-- GIVEN DATA --
++++++++++

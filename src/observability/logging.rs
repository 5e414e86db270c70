//! # Logging
//!
//! `tracing` subscriber setup for hosts that do not install their own.
//!
//! `RUST_LOG` takes precedence over the configured level so a single module
//! can be turned up without touching the rest.

use anyhow::Result;
use tracing_subscriber::EnvFilter;

use crate::config::ControllerConfig;

/// Install a global `tracing` subscriber according to `config`
///
/// # Errors
///
/// Returns an error if a global subscriber is already installed.
pub fn init_logging(config: &ControllerConfig) -> Result<()> {
    let filter = EnvFilter::try_from_default_env()
        .unwrap_or_else(|_| EnvFilter::new(default_directive(&config.log_level)));

    let builder = tracing_subscriber::fmt().with_env_filter(filter);
    let installed = if config.log_format.eq_ignore_ascii_case("json") {
        builder.json().with_current_span(true).try_init()
    } else {
        builder.try_init()
    };

    installed.map_err(|e| anyhow::anyhow!("Failed to install tracing subscriber: {e}"))
}

/// Filter directive for the crate at the given level, `info` when unrecognised
fn default_directive(level: &str) -> String {
    let level = match level.to_ascii_lowercase().as_str() {
        "error" => "error",
        "warn" | "warning" => "warn",
        "debug" => "debug",
        "trace" => "trace",
        _ => "info",
    };
    format!("federated_app_controller={level}")
}
//! # Controller
//!
//! Resource controllers for the federated application integration.
//!
//! - `application`: application integration and its provisioning credentials
//! - `attachment`: a user's membership in an application
//! - `backoff`: Fibonacci backoff for the consistency waits
//! - `error`: errors surfaced to the host
//! - `validation`: spec checks run before any remote call
//! - `wait`: cancellable remote-call guard, revocation barrier and metadata poll
//!
//! The host drives each resource through one call per reconciliation pass.
//! Nothing here retries failed calls or schedules follow-up work.

use async_trait::async_trait;
use tokio_util::sync::CancellationToken;
use tracing::warn;

use crate::observability::metrics;
use crate::resource::ReconciledRecord;

pub mod application;
pub mod attachment;
pub mod backoff;
pub mod error;
pub mod validation;
mod wait;

pub use application::ApplicationController;
pub use attachment::AttachmentController;
pub use error::{Operation, ReconcileError, ResourceKind, Stage};

/// Create, read, update and delete for one kind of remote resource
///
/// Read returns `Ok(None)` when the remote object no longer exists; that is
/// drift for the host to act on, not an error.
#[async_trait]
pub trait ResourceController: Send + Sync {
    const KIND: ResourceKind;

    /// Desired state authored by the host
    type Spec: Send + Sync;
    /// Reconciled state persisted by the host
    type Record: ReconciledRecord;

    async fn create(
        &self,
        spec: &Self::Spec,
        cancel: &CancellationToken,
    ) -> Result<Self::Record, ReconcileError>;

    async fn read(
        &self,
        key: &<Self::Record as ReconciledRecord>::Key,
        cancel: &CancellationToken,
    ) -> Result<Option<Self::Record>, ReconcileError>;

    async fn update(
        &self,
        key: &<Self::Record as ReconciledRecord>::Key,
        spec: &Self::Spec,
        cancel: &CancellationToken,
    ) -> Result<Self::Record, ReconcileError>;

    async fn delete(
        &self,
        key: &<Self::Record as ReconciledRecord>::Key,
        cancel: &CancellationToken,
    ) -> Result<(), ReconcileError>;
}

/// Refresh a persisted record from the remote side
///
/// A record whose remote object is gone is cleared (set to `None`) and the
/// drift is logged and counted. Returns whether the record still exists.
///
/// # Errors
///
/// Any read failure other than the remote object being absent. The record is
/// left untouched in that case.
pub async fn refresh<C>(
    controller: &C,
    record: &mut Option<C::Record>,
    cancel: &CancellationToken,
) -> Result<bool, ReconcileError>
where
    C: ResourceController,
{
    let Some(key) = record.as_ref().and_then(|current| current.key()) else {
        *record = None;
        return Ok(false);
    };

    match controller.read(&key, cancel).await? {
        Some(observed) => {
            if let Some(current) = record.as_mut() {
                current.absorb(observed);
            }
            Ok(true)
        }
        None => {
            warn!(
                resource = C::KIND.as_str(),
                remote_id = %key,
                "{} {} was removed outside of reconciliation, clearing local record",
                C::KIND,
                key
            );
            metrics::increment_drift_detected(C::KIND.as_str());
            *record = None;
            Ok(false)
        }
    }
}
//! Common test utilities for controller integration tests
//!
//! Builds both controllers over shared in-memory providers that record
//! every remote call into one `CallLog`.

#![allow(dead_code, reason = "Each test binary uses a different subset of helpers")]

use std::sync::{Arc, Once};

use federated_app_controller::prelude::*;
use federated_app_controller::provider::memory::{CallLog, InMemoryDirectory, InMemoryProvisioning};

static TRACING_INIT: Once = Once::new();

/// Install a test-writer subscriber once per test binary
pub fn init_tracing() {
    TRACING_INIT.call_once(|| {
        let _ = tracing_subscriber::fmt()
            .with_env_filter("federated_app_controller=debug")
            .with_test_writer()
            .try_init();
    });
}

pub struct Harness {
    pub calls: CallLog,
    pub directory: Arc<InMemoryDirectory>,
    pub provisioning: Arc<InMemoryProvisioning>,
    pub applications: ApplicationController,
    pub attachments: AttachmentController,
}

pub fn harness(config: ControllerConfig) -> Harness {
    init_tracing();
    let calls = CallLog::new();
    let directory = Arc::new(InMemoryDirectory::new().with_call_log(calls.clone()));
    let provisioning = Arc::new(InMemoryProvisioning::new().with_call_log(calls.clone()));
    directory.add_user("00u1", "alice@example.com", "", "Alice Example");
    directory.add_user("00u2", "alice@example.com", "corp", "Alice Corp");

    let applications = ApplicationController::new(
        Arc::clone(&directory) as Arc<dyn IdentityDirectory>,
        Arc::clone(&provisioning) as Arc<dyn Provisioning>,
        config.clone(),
    );
    let attachments =
        AttachmentController::new(Arc::clone(&directory) as Arc<dyn IdentityDirectory>, config);

    Harness {
        calls,
        directory,
        provisioning,
        applications,
        attachments,
    }
}

pub const APPLICATION_YAML: &str = r"
name: amazon_aws
label: Prod AWS
aws_environment_type: aws
group_filter: okta_aws_*
login_url: https://example.com/login
role_value_pattern: arn:aws:iam::*
access_key: AKIAEXAMPLE
secret: s3cr3t
";

pub fn application_spec() -> ApplicationSpec {
    serde_yaml::from_str(APPLICATION_YAML).expect("fixture spec is valid YAML")
}

pub fn attachment_spec(app_id: &str) -> AttachmentSpec {
    AttachmentSpec {
        app_id: app_id.to_string(),
        role: "admin".to_string(),
        user: "alice@example.com".to_string(),
        domain: String::new(),
        saml_roles: vec!["dev".to_string(), "ops".to_string()],
    }
}

/// Index of every occurrence of `call` in the log
pub fn positions(calls: &CallLog, call: &str) -> Vec<usize> {
    calls
        .entries()
        .iter()
        .enumerate()
        .filter(|(_, entry)| entry.as_str() == call)
        .map(|(index, _)| index)
        .collect()
}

++++++++++

Report how many lines in the data above contain "InMemoryProvisioning", without any other words.

3